Chart showing 16-64 employment, unemployment and inactivity rates, January 2020 to January 20200

Real wages are also weak and going to get weaker

Nominal wage growth of 4.1 per cent in the 12 months to January is healthy by recent standards – perhaps even too healthy, as we discuss below. But it is being more than eaten up by rising consumer price inflation – annual CPIH inflation was 4.9 per cent in January. Real average weekly earnings fell by 0.7 per cent in the 12 months to January 2022. This was actually an improvement on the previous month’s figure of a 1.0 per cent fall. But is it unfortunately just a period of relative calm before the storm – real wages could fall by over 4 per cent in the coming year, and might not start rising again in annual space until Summer 2024. The coming 6.6 per cent rise in the minimum wage will be wiped out by inflation.

Chart showing in average weekly earnings (regular pay) and CPIH inflation, single-month figures: GB

The future path of nominal wage inflation is key

A key question for both living standards and the outlook for inflation and interest rates is what happens now to nominal wage inflation. 

The big rise in import prices is a hit to living standards, and means that higher nominal wage inflation would be necessary, other things equal, to protect workers’ living standards. But other things would not be equal – these higher wages would boost firms’ costs, putting further upward pressure on inflation, and so on.

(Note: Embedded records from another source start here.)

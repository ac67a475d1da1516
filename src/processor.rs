//! Extraction pipeline
//!
//! The public string-in, data-out surface of the crate. Both scanners run
//! once, independently, over freshly created token streams of the same
//! source text; the join then combines their outputs. Everything is one
//! synchronous forward pass.

use std::fs;
use std::path::Path;

use serde::Serialize;

use crate::error::ExtractError;
use crate::join::join;
use crate::lexer::TokenStream;
use crate::model::{Identifier, Knob};
use crate::scanner::{scan_identifiers, scan_knob_sets};

/// Run the full pipeline: scan knob sets, scan identifiers, join.
pub fn extract(source: &str) -> Vec<Knob> {
    let knobs = extract_knobs(source);
    let identifiers = extract_identifiers(source);
    join(&knobs, &identifiers)
}

/// Scan the knob-set dataset only.
pub fn extract_knobs(source: &str) -> Vec<Knob> {
    let mut stream = TokenStream::new(source);
    scan_knob_sets(&mut stream)
}

/// Scan the identifier dataset only.
pub fn extract_identifiers(source: &str) -> Vec<Identifier> {
    let mut stream = TokenStream::new(source);
    scan_identifiers(&mut stream)
}

/// Read the bundle from disk.
pub fn read_bundle(path: &Path) -> Result<String, ExtractError> {
    fs::read_to_string(path).map_err(|source| ExtractError::InputUnreadable {
        path: path.to_path_buf(),
        source,
    })
}

/// Encode any extracted dataset as compact JSON.
pub fn to_json<T: Serialize>(value: &T) -> Result<String, ExtractError> {
    serde_json::to_string(value).map_err(ExtractError::EncodingFailure)
}

/// Encode any extracted dataset as pretty-printed JSON.
pub fn to_json_pretty<T: Serialize>(value: &T) -> Result<String, ExtractError> {
    serde_json::to_string_pretty(value).map_err(ExtractError::EncodingFailure)
}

This could lead to the kind of sustained, domestically-generated inflation that the Bank of England could have to respond to with higher interest rates, ultimately leading to higher unemployment.

We cannot learn very much from previous episodes of rising imported inflation in the UK. During 2008, workers did not secure higher wages, but the labour market was weakening. During the  oil shock of the mid-1970s, wage inflation did increase, but workers were much more unionised than today, and the Bank of England was not an independent inflation-targeter.

So the present combination of inflation targeting, decentralised wage-setting, a tight and tightening labour market and a huge commodity-price shock puts the UK in uncharted territory.

Our forthcoming Labour Market Outlook will address this issue, looking in more detail at what is happening to pay today, and learning lessons from other countries. The answer will tell us whether we will ultimately end up adding higher unemployment to our current unpleasant combination of weak participation and weak real wages.